WHAT IS EXPECTED:
From the records below, print exactly the lines starting at the one containing "fn from(req: ShiftRequest)" and ending at the one containing "than ten whole", ends included, and nothing else.

── GIVEN ENTRIES

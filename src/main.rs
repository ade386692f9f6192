//! timecard-engine entrypoint.

use std::net::SocketAddr;
use std::path::PathBuf;

use clap::{Parser, Subcommand};
use tracing::info;

use timecard_engine::analysis::{analyze, AnalysisMode};
use timecard_engine::api::{create_router, AppState};
use timecard_engine::config::ConfigLoader;
use timecard_engine::logging;
use timecard_engine::timecard::read_timecard;

/// Command-line interface for the timecard engine
#[derive(Parser)]
#[command(
    name = "timecard-engine",
    version = env!("CARGO_PKG_VERSION"),
    about = "Flag scheduling anomalies in employee timecards",
    long_about = None
)]
struct Cli {
    #[command(subcommand)]
    command: Commands,
}

#[derive(Subcommand)]
enum Commands {
    /// Analyse a timecard file (.xlsx or .csv) and print the findings
    Analyze {
        /// Path to the timecard file
        file: PathBuf,

        /// YAML file describing the timecard columns
        #[arg(long = "layout")]
        layout: Option<PathBuf>,

        /// Analyse each employee's shifts separately
        #[arg(long = "by-employee")]
        by_employee: bool,

        /// Print the full report as JSON
        #[arg(long = "json")]
        json: bool,
    },

    /// Serve the analysis API over HTTP
    Serve {
        /// Address to listen on
        #[arg(long = "addr", default_value = "127.0.0.1:3000")]
        addr: SocketAddr,

        /// YAML file describing the timecard columns
        #[arg(long = "layout")]
        layout: Option<PathBuf>,
    },
}

#[tokio::main]
async fn main() {
    logging::init();
    let cli = Cli::parse();

    if let Err(e) = run(cli).await {
        eprintln!("Error: {}", e);
        std::process::exit(1);
    }
}

async fn run(cli: Cli) -> Result<(), Box<dyn std::error::Error>> {
    match cli.command {
        Commands::Analyze {
            file,
            layout,
            by_employee,
            json,
        } => {
            let config = ConfigLoader::load_or_default(layout)?;
            let import = read_timecard(&file, config.layout())?;

            let mode = if by_employee {
                AnalysisMode::ByEmployee
            } else {
                AnalysisMode::Sequential
            };
            let report = analyze(&import.records, mode);

            if json {
                println!("{}", serde_json::to_string_pretty(&report)?);
            } else {
                for finding in &report.findings {
                    println!("{}", finding.message);
                }
                for failure in &report.failures {
                    eprintln!("Detector {} failed: {}", failure.detector, failure.message);
                }
            }
        }
        Commands::Serve { addr, layout } => {
            let config = ConfigLoader::load_or_default(layout)?;
            let router = create_router(AppState::new(config));

            let listener = tokio::net::TcpListener::bind(addr).await?;
            info!(addr = %addr, "Listening");
            axum::serve(listener, router).await?;
        }
    }
    Ok(())
}
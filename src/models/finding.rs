//! Finding models for the timecard engine.
//!
//! A [`Finding`] is one anomaly reported by a detector. An
//! [`AnalysisReport`] collects the findings of a full analysis pass along with
//! any detector that had to be abandoned.

use serde::{Deserialize, Serialize};

/// The kind of anomaly a finding reports.
///
/// # Example
///
/// ```
/// use timecard_engine::models::FindingKind;
///
/// assert_eq!(FindingKind::ShiftGap.to_string(), "shift_gap");
/// ```
#[derive(Debug, Clone, Copy, PartialEq, Eq, Hash, Serialize, Deserialize)]
#[serde(rename_all = "snake_case")]
pub enum FindingKind {
    /// The employee worked seven consecutive days.
    ConsecutiveDays,
    /// Less than 10 but more than 1 hour between two shifts.
    ShiftGap,
    /// A single shift of more than 14 hours.
    LongShift,
}

impl std::fmt::Display for FindingKind {
    fn fmt(&self, f: &mut std::fmt::Formatter<'_>) -> std::fmt::Result {
        match self {
            FindingKind::ConsecutiveDays => write!(f, "consecutive_days"),
            FindingKind::ShiftGap => write!(f, "shift_gap"),
            FindingKind::LongShift => write!(f, "long_shift"),
        }
    }
}

/// Which adjacency policy made a seven-day window count as consecutive.
#[derive(Debug, Clone, Copy, PartialEq, Eq, Hash, Serialize, Deserialize)]
#[serde(rename_all = "snake_case")]
pub enum ConsecutivePolicy {
    /// Every shift starts exactly one day after the previous shift ended.
    StrictCalendar,
    /// Shifts follow on the next calendar day, or skip only weekend days.
    WorkingDay,
}

/// One anomaly detected in a shift sequence.
#[derive(Debug, Clone, PartialEq, Eq, Serialize, Deserialize)]
pub struct Finding {
    /// The kind of anomaly.
    pub kind: FindingKind,
    /// Index of the record the finding is attributed to.
    pub subject_index: usize,
    /// Name of the employee on that record.
    pub employee_name: String,
    /// Human-readable description.
    pub message: String,
    /// The policy that matched, for consecutive-day findings.
    #[serde(default, skip_serializing_if = "Option::is_none")]
    pub policy: Option<ConsecutivePolicy>,
    /// The whole-hour measurement that tripped the rule, for gap and
    /// long-shift findings.
    #[serde(default, skip_serializing_if = "Option::is_none")]
    pub observed_hours: Option<i64>,
}

impl Finding {
    /// Creates a consecutive-days finding.
    ///
    /// # Example
    ///
    /// ```
    /// use timecard_engine::models::{ConsecutivePolicy, Finding, FindingKind};
    ///
    /// let finding = Finding::consecutive_days(0, "Jane Doe", ConsecutivePolicy::WorkingDay);
    /// assert_eq!(finding.kind, FindingKind::ConsecutiveDays);
    /// assert_eq!(finding.message, "Employee Jane Doe worked for 7 consecutive days.");
    /// ```
    pub fn consecutive_days(
        subject_index: usize,
        employee_name: &str,
        policy: ConsecutivePolicy,
    ) -> Self {
        Self {
            kind: FindingKind::ConsecutiveDays,
            subject_index,
            employee_name: employee_name.to_string(),
            message: format!("Employee {} worked for 7 consecutive days.", employee_name),
            policy: Some(policy),
            observed_hours: None,
        }
    }

    /// Creates a shift-gap finding.
    pub fn shift_gap(subject_index: usize, employee_name: &str, gap_hours: i64) -> Self {
        Self {
            kind: FindingKind::ShiftGap,
            subject_index,
            employee_name: employee_name.to_string(),
            message: format!(
                "Employee {} has less than 10 hours between shifts but greater than 1 hour.",
                employee_name
            ),
            policy: None,
            observed_hours: Some(gap_hours),
        }
    }

    /// Creates a long-shift finding.
    pub fn long_shift(subject_index: usize, employee_name: &str, shift_hours: i64) -> Self {
        Self {
            kind: FindingKind::LongShift,
            subject_index,
            employee_name: employee_name.to_string(),
            message: format!(
                "Employee {} worked for more than 14 hours in a single shift.",
                employee_name
            ),
            policy: None,
            observed_hours: Some(shift_hours),
        }
    }
}

/// A detector pass that was abandoned because of an error.
///
/// The failing detector contributes no findings to the report.
#[derive(Debug, Clone, PartialEq, Eq, Serialize, Deserialize)]
pub struct DetectorFailure {
    /// The detector that failed, named by the kind of finding it produces.
    pub detector: FindingKind,
    /// The error that stopped it.
    pub message: String,
}

/// The result of running every detector over one shift sequence.
#[derive(Debug, Clone, Default, PartialEq, Eq, Serialize, Deserialize)]
pub struct AnalysisReport {
    /// Findings in detector order, ascending index within each detector.
    pub findings: Vec<Finding>,
    /// Detectors that could not complete.
    #[serde(default)]
    pub failures: Vec<DetectorFailure>,
}

impl AnalysisReport {
    /// Returns the findings of one kind.
    pub fn findings_of(&self, kind: FindingKind) -> impl Iterator<Item = &Finding> {
        self.findings.iter().filter(move |f| f.kind == kind)
    }

    /// Returns true if every detector completed.
    pub fn is_complete(&self) -> bool {
        self.failures.is_empty()
    }
}
//! Configuration loading for the timecard engine.
//!
//! The engine's detection thresholds are fixed; what can be configured is
//! how shift rows are read out of a timecard sheet: which columns hold which
//! field, how many header rows to skip and which datetime text formats to
//! accept.
//!
//! # Example
//!
//! ```no_run
//! use timecard_engine::config::ConfigLoader;
//!
//! let config = ConfigLoader::load("./config/timecard.yaml").unwrap();
//! println!("Skipping {} header rows", config.layout().header_rows);
//! ```

mod loader;
mod types;

pub use loader::ConfigLoader;
pub use types::{ColumnLayout, TimecardLayout, MAX_SHEET_COLUMN, MAX_SHEET_ROWS};
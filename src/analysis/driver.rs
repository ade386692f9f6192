//! Analysis driver.
//!
//! Runs every detector over one shift sequence and collects their findings
//! into an [`AnalysisReport`]. Detectors run in a fixed order (consecutive
//! days, shift gaps, long shifts) and each one is isolated: a detector that
//! fails contributes no findings and does not stop the others.

use std::collections::HashMap;

use serde::{Deserialize, Serialize};
use tracing::{info, warn};

use crate::error::{EngineError, EngineResult};
use crate::models::{AnalysisReport, DetectorFailure, Finding, FindingKind, ShiftRecord};

use super::consecutive_days::detect_consecutive_days;
use super::long_shift::detect_long_shifts;
use super::shift_gap::detect_shift_gaps;

type Detector = fn(&[ShiftRecord]) -> EngineResult<Vec<Finding>>;

/// The detectors in reporting order.
const DETECTORS: [(FindingKind, Detector); 3] = [
    (FindingKind::ConsecutiveDays, detect_consecutive_days),
    (FindingKind::ShiftGap, detect_shift_gaps),
    (FindingKind::LongShift, detect_long_shifts),
];

/// How records are paired up before detection.
///
/// # Example
///
/// ```
/// use timecard_engine::analysis::AnalysisMode;
///
/// assert_eq!(AnalysisMode::default(), AnalysisMode::Sequential);
/// ```
#[derive(Debug, Clone, Copy, Default, PartialEq, Eq, Serialize, Deserialize)]
#[serde(rename_all = "snake_case")]
pub enum AnalysisMode {
    /// Adjacent records are treated as the same employee's consecutive
    /// shifts, whatever their names.
    #[default]
    Sequential,
    /// Records are split per employee name (keeping their relative order)
    /// and each employee's shifts are analysed on their own.
    ByEmployee,
}

/// Runs every detector in the given mode.
pub fn analyze(shifts: &[ShiftRecord], mode: AnalysisMode) -> AnalysisReport {
    match mode {
        AnalysisMode::Sequential => analyze_shifts(shifts),
        AnalysisMode::ByEmployee => analyze_by_employee(shifts),
    }
}

/// Runs every detector over the sequence as given.
///
/// Findings are concatenated in detector order and keep each detector's
/// ascending index order. The result depends only on the input.
///
/// # Example
///
/// ```
/// use timecard_engine::analysis::analyze_shifts;
/// use timecard_engine::models::{FindingKind, ShiftRecord};
/// use chrono::NaiveDateTime;
///
/// let at = |s: &str| NaiveDateTime::parse_from_str(s, "%Y-%m-%d %H:%M").unwrap();
/// let shifts = vec![
///     ShiftRecord::new("Jane Doe", "Nurse", at("2026-01-12 06:00"), at("2026-01-12 21:00")),
///     ShiftRecord::new("Jane Doe", "Nurse", at("2026-01-13 01:00"), at("2026-01-13 05:00")),
/// ];
///
/// let report = analyze_shifts(&shifts);
/// let kinds: Vec<FindingKind> = report.findings.iter().map(|f| f.kind).collect();
/// assert_eq!(kinds, vec![FindingKind::ShiftGap, FindingKind::LongShift]);
/// ```
pub fn analyze_shifts(shifts: &[ShiftRecord]) -> AnalysisReport {
    let mut report = AnalysisReport::default();

    for (kind, detector) in DETECTORS {
        match detector(shifts) {
            Ok(findings) => report.findings.extend(findings),
            Err(err) => record_failure(&mut report, kind, err),
        }
    }

    log_summary(shifts.len(), &report, AnalysisMode::Sequential);
    report
}

/// Runs every detector separately over each employee's shifts.
///
/// Records are grouped by exact `name` match, keeping their relative order.
/// Finding indices refer to the input sequence, so output is still
/// detector order then ascending index.
pub fn analyze_by_employee(shifts: &[ShiftRecord]) -> AnalysisReport {
    let groups = group_by_employee(shifts);
    let mut report = AnalysisReport::default();

    for (kind, detector) in DETECTORS {
        match run_per_group(detector, &groups) {
            Ok(findings) => report.findings.extend(findings),
            Err(err) => record_failure(&mut report, kind, err),
        }
    }

    log_summary(shifts.len(), &report, AnalysisMode::ByEmployee);
    report
}

/// One employee's shifts together with their positions in the input.
struct EmployeeGroup {
    indices: Vec<usize>,
    shifts: Vec<ShiftRecord>,
}

fn group_by_employee(shifts: &[ShiftRecord]) -> Vec<EmployeeGroup> {
    let mut positions: HashMap<&str, usize> = HashMap::new();
    let mut groups: Vec<EmployeeGroup> = Vec::new();

    for (index, shift) in shifts.iter().enumerate() {
        let slot = *positions.entry(shift.name.as_str()).or_insert_with(|| {
            groups.push(EmployeeGroup {
                indices: Vec::new(),
                shifts: Vec::new(),
            });
            groups.len() - 1
        });
        groups[slot].indices.push(index);
        groups[slot].shifts.push(shift.clone());
    }

    groups
}

fn run_per_group(detector: Detector, groups: &[EmployeeGroup]) -> EngineResult<Vec<Finding>> {
    let mut findings = Vec::new();

    for group in groups {
        let group_findings = detector(&group.shifts).map_err(|err| match err {
            EngineError::InvalidInterval { index, message } => EngineError::InvalidInterval {
                index: group.indices[index],
                message,
            },
            other => other,
        })?;

        findings.extend(group_findings.into_iter().map(|mut finding| {
            finding.subject_index = group.indices[finding.subject_index];
            finding
        }));
    }

    findings.sort_by_key(|finding| finding.subject_index);
    Ok(findings)
}

fn record_failure(report: &mut AnalysisReport, detector: FindingKind, err: EngineError) {
    warn!(%detector, error = %err, "Detector abandoned");
    report.failures.push(DetectorFailure {
        detector,
        message: err.to_string(),
    });
}

fn log_summary(shifts_count: usize, report: &AnalysisReport, mode: AnalysisMode) {
    info!(
        shifts_count,
        ?mode,
        findings_count = report.findings.len(),
        failures_count = report.failures.len(),
        "Analysis completed"
    );
}
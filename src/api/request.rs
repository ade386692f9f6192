//! Request types for the timecard engine API.
//!
//! This module defines the JSON request structures for the `/analyze`
//! endpoint and the query parameters of `/analyze/timecard`.

use chrono::NaiveDateTime;
use serde::{Deserialize, Serialize};

use crate::analysis::AnalysisMode;
use crate::models::ShiftRecord;

/// Request body for the `/analyze` endpoint.
#[derive(Debug, Clone, Serialize, Deserialize)]
pub struct AnalyzeRequest {
    /// The shifts to analyse, in the order they should be paired.
    pub shifts: Vec<ShiftRequest>,
    /// How records are paired up; defaults to sequential.
    #[serde(default)]
    pub mode: AnalysisMode,
}

/// Shift information in an analysis request.
#[derive(Debug, Clone, Serialize, Deserialize)]
pub struct ShiftRequest {
    /// The employee's name.
    pub name: String,
    /// The employee's position.
    #[serde(default)]
    pub position: String,
    /// When the shift started.
    pub start: NaiveDateTime,
    /// When the shift ended.
    pub end: NaiveDateTime,
}

/// Query parameters for the `/analyze/timecard` endpoint.
#[derive(Debug, Clone, Default, Serialize, Deserialize)]
pub struct TimecardQuery {
    /// How records are paired up; defaults to sequential.
    #[serde(default)]
    pub mode: AnalysisMode,
}

impl From<ShiftRequest> for ShiftRecord {
    fn from(req: ShiftRequest) -> Self {
        ShiftRecord {
            name: req.name,
            position: req.position,
            start: req.start,
            end: req.end,
        }
    }
}
//! Core data models for the timecard engine.
//!
//! This module contains the shift records the engine reads and the findings
//! it produces.

mod finding;
mod shift_record;

pub use finding::{AnalysisReport, ConsecutivePolicy, DetectorFailure, Finding, FindingKind};
pub use shift_record::ShiftRecord;
//! Shift-gap detection.
//!
//! Flags adjacent shifts separated by more than one but fewer than ten whole
//! hours. Both bounds are exclusive and the gap is truncated to whole hours
//! before comparing, so 1h59m is not flagged while 2h is.

use tracing::debug;

use crate::error::EngineResult;
use crate::models::{Finding, ShiftRecord};

use super::interval::hours_between;

/// Gaps must be strictly longer than this many whole hours.
pub const MIN_GAP_HOURS: i64 = 1;

/// Gaps must be strictly shorter than this many whole hours.
pub const MAX_GAP_HOURS: i64 = 10;

/// Detects short rest gaps between adjacent shifts.
///
/// Each pair `(i, i + 1)` is measured from the end of shift `i` to the start
/// of shift `i + 1`; a finding is attributed to shift `i`.
///
/// # Example
///
/// ```
/// use timecard_engine::analysis::detect_shift_gaps;
/// use timecard_engine::models::ShiftRecord;
/// use chrono::NaiveDateTime;
///
/// let at = |s: &str| NaiveDateTime::parse_from_str(s, "%Y-%m-%d %H:%M").unwrap();
/// let shifts = vec![
///     ShiftRecord::new("Jane Doe", "Nurse", at("2026-01-12 06:00"), at("2026-01-12 14:00")),
///     ShiftRecord::new("Jane Doe", "Nurse", at("2026-01-12 19:00"), at("2026-01-12 23:00")),
/// ];
///
/// let findings = detect_shift_gaps(&shifts).unwrap();
/// assert_eq!(findings.len(), 1);
/// assert_eq!(findings[0].observed_hours, Some(5));
/// ```
pub fn detect_shift_gaps(shifts: &[ShiftRecord]) -> EngineResult<Vec<Finding>> {
    let mut findings = Vec::new();

    for (index, pair) in shifts.windows(2).enumerate() {
        let gap_hours = hours_between(pair[0].end, pair[1].start);
        if is_short_gap(gap_hours) {
            debug!(
                subject_index = index,
                employee = %pair[0].name,
                gap_hours,
                "Short gap between shifts"
            );
            findings.push(Finding::shift_gap(index, &pair[0].name, gap_hours));
        }
    }

    Ok(findings)
}

/// Returns true if a whole-hour gap lies strictly between the bounds.
pub fn is_short_gap(gap_hours: i64) -> bool {
    gap_hours > MIN_GAP_HOURS && gap_hours < MAX_GAP_HOURS
}
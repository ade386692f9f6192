//! Response types for the timecard engine API.
//!
//! This module defines the success body returned by the analysis endpoints
//! and the error response structures for the HTTP API.

use axum::{
    http::{header, StatusCode},
    response::{IntoResponse, Response},
    Json,
};
use serde::{Deserialize, Serialize};
use uuid::Uuid;

use crate::error::EngineError;
use crate::models::AnalysisReport;

/// Body returned by a successful analysis.
#[derive(Debug, Clone, Serialize, Deserialize)]
pub struct AnalysisResponse {
    /// Identifier for correlating the response with server logs.
    pub correlation_id: Uuid,
    /// Number of shift records analysed.
    pub shifts_analyzed: usize,
    /// Timecard rows dropped for lacking a start or end time.
    #[serde(default)]
    pub skipped_rows: usize,
    /// Findings and detector failures.
    #[serde(flatten)]
    pub report: AnalysisReport,
}

/// API error response structure.
#[derive(Debug, Clone, Serialize, Deserialize)]
pub struct ApiError {
    /// Error code for programmatic handling.
    pub code: String,
    /// Human-readable error message.
    pub message: String,
    /// Optional details about the error.
    #[serde(skip_serializing_if = "Option::is_none")]
    pub details: Option<String>,
}

impl ApiError {
    /// Creates a new API error.
    pub fn new(code: impl Into<String>, message: impl Into<String>) -> Self {
        Self {
            code: code.into(),
            message: message.into(),
            details: None,
        }
    }

    /// Creates a new API error with details.
    pub fn with_details(
        code: impl Into<String>,
        message: impl Into<String>,
        details: impl Into<String>,
    ) -> Self {
        Self {
            code: code.into(),
            message: message.into(),
            details: Some(details.into()),
        }
    }

    /// Creates a validation error response.
    pub fn validation_error(message: impl Into<String>) -> Self {
        Self::new("VALIDATION_ERROR", message)
    }

    /// Creates a malformed JSON error response.
    pub fn malformed_json(message: impl Into<String>) -> Self {
        Self::new("MALFORMED_JSON", message)
    }
}

/// API error with HTTP status code.
pub struct ApiErrorResponse {
    /// The HTTP status code.
    pub status: StatusCode,
    /// The error body.
    pub error: ApiError,
}

impl IntoResponse for ApiErrorResponse {
    fn into_response(self) -> Response {
        (
            self.status,
            [(header::CONTENT_TYPE, "application/json")],
            Json(self.error),
        )
            .into_response()
    }
}

impl From<EngineError> for ApiErrorResponse {
    fn from(error: EngineError) -> Self {
        match error {
            EngineError::ConfigNotFound { path } => ApiErrorResponse {
                status: StatusCode::INTERNAL_SERVER_ERROR,
                error: ApiError::with_details(
                    "CONFIG_ERROR",
                    "Configuration error",
                    format!("Configuration file not found: {}", path),
                ),
            },
            EngineError::ConfigParseError { path, message } => ApiErrorResponse {
                status: StatusCode::INTERNAL_SERVER_ERROR,
                error: ApiError::with_details(
                    "CONFIG_ERROR",
                    "Configuration parse error",
                    format!("Failed to parse {}: {}", path, message),
                ),
            },
            EngineError::InvalidLayout { message } => ApiErrorResponse {
                status: StatusCode::INTERNAL_SERVER_ERROR,
                error: ApiError::with_details("CONFIG_ERROR", "Invalid timecard layout", message),
            },
            EngineError::InvalidInterval { index, message } => ApiErrorResponse {
                status: StatusCode::UNPROCESSABLE_ENTITY,
                error: ApiError::with_details(
                    "INVALID_INTERVAL",
                    format!("Invalid interval at shift {}", index),
                    message,
                ),
            },
            EngineError::InvalidRecord {
                row,
                field,
                message,
            } => ApiErrorResponse {
                status: StatusCode::BAD_REQUEST,
                error: ApiError::with_details(
                    "INVALID_RECORD",
                    format!("Invalid record at row {}, field '{}'", row, field),
                    message,
                ),
            },
            EngineError::TimecardRead { path, message } => ApiErrorResponse {
                status: StatusCode::BAD_REQUEST,
                error: ApiError::with_details(
                    "TIMECARD_ERROR",
                    format!("Failed to read timecard '{}'", path),
                    message,
                ),
            },
            EngineError::UnsupportedFormat { extension } => ApiErrorResponse {
                status: StatusCode::BAD_REQUEST,
                error: ApiError::new(
                    "UNSUPPORTED_FORMAT",
                    format!("Unsupported timecard format: '{}'", extension),
                ),
            },
        }
    }
}
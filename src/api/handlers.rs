//! HTTP request handlers for the timecard engine API.
//!
//! This module contains the handler functions for all API endpoints.

use std::time::Instant;

use axum::{
    extract::{
        rejection::{JsonRejection, QueryRejection},
        Query, State,
    },
    http::{header, StatusCode},
    response::{IntoResponse, Response},
    routing::post,
    Json, Router,
};
use tracing::{info, warn};
use uuid::Uuid;

use crate::analysis::{analyze, AnalysisMode};
use crate::models::ShiftRecord;
use crate::timecard::{parse_csv, TimecardImport};

use super::request::{AnalyzeRequest, TimecardQuery};
use super::response::{AnalysisResponse, ApiError, ApiErrorResponse};
use super::state::AppState;

/// Creates the API router with all endpoints.
pub fn create_router(state: AppState) -> Router {
    Router::new()
        .route("/analyze", post(analyze_handler))
        .route("/analyze/timecard", post(timecard_handler))
        .with_state(state)
}

/// Handler for POST /analyze endpoint.
///
/// Accepts a list of shifts as JSON and returns the detected anomalies.
async fn analyze_handler(payload: Result<Json<AnalyzeRequest>, JsonRejection>) -> Response {
    // Generate correlation ID for request tracking
    let correlation_id = Uuid::new_v4();
    info!(correlation_id = %correlation_id, "Processing analysis request");

    // Handle JSON parsing errors
    let request = match payload {
        Ok(Json(req)) => req,
        Err(rejection) => {
            let error = match rejection {
                JsonRejection::JsonDataError(err) => {
                    // Get the body text which contains the detailed error from serde
                    let body_text = err.body_text();
                    warn!(
                        correlation_id = %correlation_id,
                        error = %body_text,
                        "JSON data error"
                    );
                    if body_text.contains("missing field") {
                        ApiError::validation_error(body_text)
                    } else {
                        ApiError::malformed_json(body_text)
                    }
                }
                JsonRejection::JsonSyntaxError(err) => {
                    warn!(
                        correlation_id = %correlation_id,
                        error = %err,
                        "JSON syntax error"
                    );
                    ApiError::malformed_json(format!("Invalid JSON syntax: {}", err))
                }
                JsonRejection::MissingJsonContentType(_) => {
                    ApiError::new("MISSING_CONTENT_TYPE", "Content-Type must be application/json")
                }
                _ => ApiError::malformed_json("Failed to parse request body"),
            };
            return ApiErrorResponse {
                status: StatusCode::BAD_REQUEST,
                error,
            }
            .into_response();
        }
    };

    let shifts: Vec<ShiftRecord> = request.shifts.into_iter().map(Into::into).collect();
    let import = TimecardImport {
        records: shifts,
        skipped_rows: 0,
    };
    run_analysis(correlation_id, import, request.mode)
}

/// Handler for POST /analyze/timecard endpoint.
///
/// Accepts a CSV timecard export as the request body, reads it with the
/// server's layout and returns the detected anomalies.
async fn timecard_handler(
    State(state): State<AppState>,
    query: Result<Query<TimecardQuery>, QueryRejection>,
    body: String,
) -> Response {
    let correlation_id = Uuid::new_v4();
    info!(
        correlation_id = %correlation_id,
        bytes = body.len(),
        "Processing timecard request"
    );

    let mode = match query {
        Ok(Query(query)) => query.mode,
        Err(rejection) => {
            warn!(
                correlation_id = %correlation_id,
                error = %rejection.body_text(),
                "Invalid query string"
            );
            return ApiErrorResponse {
                status: StatusCode::BAD_REQUEST,
                error: ApiError::validation_error(rejection.body_text()),
            }
            .into_response();
        }
    };

    match parse_csv(body.as_bytes(), state.layout()) {
        Ok(import) => run_analysis(correlation_id, import, mode),
        Err(err) => {
            warn!(
                correlation_id = %correlation_id,
                error = %err,
                "Timecard rejected"
            );
            ApiErrorResponse::from(err).into_response()
        }
    }
}

/// Analyses the imported shifts and builds the success response.
fn run_analysis(correlation_id: Uuid, import: TimecardImport, mode: AnalysisMode) -> Response {
    let start_time = Instant::now();
    let report = analyze(&import.records, mode);

    info!(
        correlation_id = %correlation_id,
        shifts_count = import.records.len(),
        findings = report.findings.len(),
        failures = report.failures.len(),
        duration_us = start_time.elapsed().as_micros(),
        "Analysis completed successfully"
    );

    let response = AnalysisResponse {
        correlation_id,
        shifts_analyzed: import.records.len(),
        skipped_rows: import.skipped_rows,
        report,
    };
    (
        StatusCode::OK,
        [(header::CONTENT_TYPE, "application/json")],
        Json(response),
    )
        .into_response()
}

────

YOUR SOLUTION:
    fn from(req: ShiftRequest) -> Self {
        ShiftRecord {
            name: req.name,
            position: req.position,
            start: req.start,
            end: req.end,
        }
    }
}
//! Core data models for the timecard engine.
//!
//! This module contains the shift records the engine reads and the findings
//! it produces.

mod finding;
mod shift_record;

pub use finding::{AnalysisReport, ConsecutivePolicy, DetectorFailure, Finding, FindingKind};
pub use shift_record::ShiftRecord;
//! Shift-gap detection.
//!
//! Flags adjacent shifts separated by more than one but fewer than ten whole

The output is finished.